** Opening TASK DATA block **

//! Synthetic league used by `--demo`, the benches and volume tests.
//!
//! Every match is simulated ball by ball, so targets, margins and deliveries
//! agree with each other. The same seed always yields the same league.

use std::collections::HashMap;

use chrono::{Duration as ChronoDuration, NaiveDate};
use rand::rngs::StdRng;
use rand::{Rng, SeedableRng};

use crate::dataset::InMemorySource;
use crate::model::{DeliveryRecord, MatchRecord, MatchType, ResultKind, TossDecision};
use crate::teams::home_city;

pub const DEMO_TEAMS: &[&str] = &[
    "Chennai Super Kings",
    "Mumbai Indians",
    "Royal Challengers Bangalore",
    "Kolkata Knight Riders",
    "Delhi Capitals",
    "Punjab Kings",
    "Rajasthan Royals",
    "Sunrisers Hyderabad",
];

const FIRST_SEASON: i32 = 2008;
const NEUTRAL_CITY: &str = "Dubai";
const SQUAD_SIZE: usize = 11;
const BOWLERS: usize = 5;
const DISMISSALS: &[&str] = &["caught", "bowled", "lbw", "run out", "stumped", "caught"];
const RUN_WEIGHTS: &[(u32, u32)] = &[(0, 36), (1, 34), (2, 9), (3, 1), (4, 13), (6, 7)];

pub fn generate(seed: u64, seasons: u32) -> InMemorySource {
    let squads: HashMap<&str, Vec<String>> =
        DEMO_TEAMS.iter().map(|team| (*team, squad(team))).collect();
    let mut schedule = Schedule {
        rng: StdRng::seed_from_u64(seed),
        league: InMemorySource::default(),
        squads: &squads,
        next_id: 1,
    };

    for offset in 0..seasons as i32 {
        let year = FIRST_SEASON + offset;
        let season = year.to_string();
        let mut day = NaiveDate::from_ymd_opt(year, 4, 1);
        let mut wins: HashMap<&str, u32> = HashMap::new();

        for (i, home) in DEMO_TEAMS.iter().enumerate() {
            for away in &DEMO_TEAMS[i + 1..] {
                if let Some(winner) = schedule.play(&season, day, home, away, MatchType::League) {
                    *wins.entry(winner).or_insert(0) += 1;
                }
                day = day.and_then(|d| d.checked_add_signed(ChronoDuration::days(1)));
            }
        }

        let mut table: Vec<&str> = DEMO_TEAMS.to_vec();
        table.sort_by_key(|team| std::cmp::Reverse(wins.get(team).copied().unwrap_or(0)));
        let (first, second, third, fourth) = (table[0], table[1], table[2], table[3]);

        let q1_winner = schedule
            .play(&season, day, first, second, knockout("Qualifier 1"))
            .unwrap_or(first);
        let q1_loser = if q1_winner == first { second } else { first };
        let elim_winner = schedule
            .play(&season, day, third, fourth, knockout("Eliminator"))
            .unwrap_or(third);
        let q2_winner = schedule
            .play(&season, day, q1_loser, elim_winner, knockout("Qualifier 2"))
            .unwrap_or(q1_loser);
        schedule.play(&season, day, q1_winner, q2_winner, MatchType::Final);
    }

    let league = schedule.league;
    log::debug!(
        "demo league: {} matches, {} deliveries",
        league.matches.len(),
        league.deliveries.len()
    );
    league
}

fn knockout(label: &str) -> MatchType {
    MatchType::Knockout(label.to_string())
}

fn squad(team: &str) -> Vec<String> {
    let initials: String = team
        .split_whitespace()
        .filter_map(|word| word.chars().next())
        .collect();
    (1..=SQUAD_SIZE)
        .map(|n| format!("{initials} Player {n:02}"))
        .collect()
}

struct Innings {
    deliveries: Vec<DeliveryRecord>,
    runs: u32,
    wickets: u32,
    top_scorer: Option<String>,
}

struct Schedule<'s> {
    rng: StdRng,
    league: InMemorySource,
    squads: &'s HashMap<&'static str, Vec<String>>,
    next_id: u64,
}

impl Schedule<'_> {
    fn play<'a>(
        &mut self,
        season: &str,
        date: Option<NaiveDate>,
        team1: &'a str,
        team2: &'a str,
        match_type: MatchType,
    ) -> Option<&'a str> {
        let id = self.next_id;
        self.next_id += 1;
        let rng = &mut self.rng;
        let city = if rng.gen_bool(0.85) {
            home_city(team1).unwrap_or(NEUTRAL_CITY)
        } else {
            NEUTRAL_CITY
        };
        let toss_winner = if rng.gen_bool(0.5) { team1 } else { team2 };
        let toss_loser = if toss_winner == team1 { team2 } else { team1 };
        let decision = if rng.gen_bool(0.6) {
            TossDecision::Field
        } else {
            TossDecision::Bat
        };
        let (first, second) = match decision {
            TossDecision::Bat => (toss_winner, toss_loser),
            TossDecision::Field => (toss_loser, toss_winner),
        };

        let mut fixture = MatchRecord {
            id,
            season: season.to_string(),
            city: Some(city.to_string()),
            date,
            match_type,
            player_of_match: None,
            venue: format!("{city} Stadium"),
            team1: team1.to_string(),
            team2: team2.to_string(),
            toss_winner: Some(toss_winner.to_string()),
            toss_decision: Some(decision),
            winner: None,
            result: ResultKind::NoResult,
            result_margin: None,
            target_runs: None,
            target_overs: None,
            super_over: false,
            method: None,
        };

        // Washed out before a ball was bowled.
        if rng.gen_bool(0.02) {
            self.league.matches.push(fixture);
            return None;
        }

        let empty = Vec::new();
        let first_xi = self.squads.get(first).unwrap_or(&empty);
        let second_xi = self.squads.get(second).unwrap_or(&empty);
        let setting = simulate_innings(rng, id, 1, first_xi, second_xi, None);
        let target = setting.runs + 1;
        let chase = simulate_innings(rng, id, 2, second_xi, first_xi, Some(target));

        fixture.target_runs = Some(target as i64);
        fixture.target_overs = Some(20.0);
        let winner = if chase.runs >= target {
            fixture.result = ResultKind::Wickets;
            fixture.result_margin = Some(10 - chase.wickets as i64);
            fixture.player_of_match = chase.top_scorer.clone();
            second
        } else if chase.runs == setting.runs {
            fixture.result = ResultKind::Tie;
            fixture.super_over = true;
            if rng.gen_bool(0.5) { first } else { second }
        } else {
            fixture.result = ResultKind::Runs;
            fixture.result_margin = Some((setting.runs - chase.runs) as i64);
            fixture.player_of_match = setting.top_scorer.clone();
            first
        };
        fixture.winner = Some(winner.to_string());

        self.league.matches.push(fixture);
        self.league.deliveries.extend(setting.deliveries);
        self.league.deliveries.extend(chase.deliveries);
        Some(winner)
    }
}

fn simulate_innings(
    rng: &mut StdRng,
    match_id: u64,
    inning: u8,
    batters: &[String],
    bowlers: &[String],
    target: Option<u32>,
) -> Innings {
    let mut innings = Innings {
        deliveries: Vec::new(),
        runs: 0,
        wickets: 0,
        top_scorer: None,
    };
    if batters.len() < 2 || bowlers.len() < BOWLERS {
        return innings;
    }
    let attack = &bowlers[bowlers.len() - BOWLERS..];
    let mut scored: HashMap<usize, u32> = HashMap::new();
    let (mut striker, mut non_striker, mut next_in) = (0usize, 1usize, 2usize);

    'overs: for over in 0..20u8 {
        let bowler = &attack[over as usize % BOWLERS];
        let mut legal = 0u8;
        while legal < 6 {
            let batter = batters[striker].clone();
            let mut ball = DeliveryRecord {
                match_id,
                inning,
                over,
                ball: legal + 1,
                batter,
                bowler: bowler.clone(),
                batsman_runs: 0,
                extra_runs: 0,
                total_runs: 0,
                extras_type: None,
                is_wicket: false,
                player_dismissed: None,
                dismissal_kind: None,
            };

            if rng.gen_bool(0.05) {
                let kind = if rng.gen_bool(0.65) { "wides" } else { "noballs" };
                ball.extras_type = Some(kind.to_string());
                ball.extra_runs = 1;
                ball.total_runs = 1;
            } else if rng.gen_bool(0.045) {
                let kind = DISMISSALS[rng.gen_range(0..DISMISSALS.len())];
                ball.is_wicket = true;
                ball.player_dismissed = Some(ball.batter.clone());
                ball.dismissal_kind = Some(kind.to_string());
                legal += 1;
            } else {
                let runs = weighted_runs(rng);
                ball.batsman_runs = runs;
                ball.total_runs = runs;
                *scored.entry(striker).or_insert(0) += runs;
                legal += 1;
                if runs % 2 == 1 {
                    std::mem::swap(&mut striker, &mut non_striker);
                }
            }

            innings.runs += ball.total_runs;
            let wicket = ball.is_wicket;
            innings.deliveries.push(ball);

            if wicket {
                innings.wickets += 1;
                if innings.wickets >= 10 || next_in >= batters.len() {
                    break 'overs;
                }
                striker = next_in;
                next_in += 1;
            }
            if target.is_some_and(|t| innings.runs >= t) {
                break 'overs;
            }
        }
        std::mem::swap(&mut striker, &mut non_striker);
    }

    innings.top_scorer = scored
        .into_iter()
        .max_by_key(|(idx, runs)| (*runs, std::cmp::Reverse(*idx)))
        .map(|(idx, _)| batters[idx].clone());
    innings
}

fn weighted_runs(rng: &mut StdRng) -> u32 {
    let total: u32 = RUN_WEIGHTS.iter().map(|(_, w)| w).sum();
    let mut pick = rng.gen_range(0..total);
    for (runs, weight) in RUN_WEIGHTS {
        if pick < *weight {
            return *runs;
        }
        pick -= weight;
    }
    0
}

** Closing TASK DATA block **

» YOUR OBJECTIVE
Give only the number of lines in the records that include the word "MatchType".

» SOLUTION FOR THIS TASK
6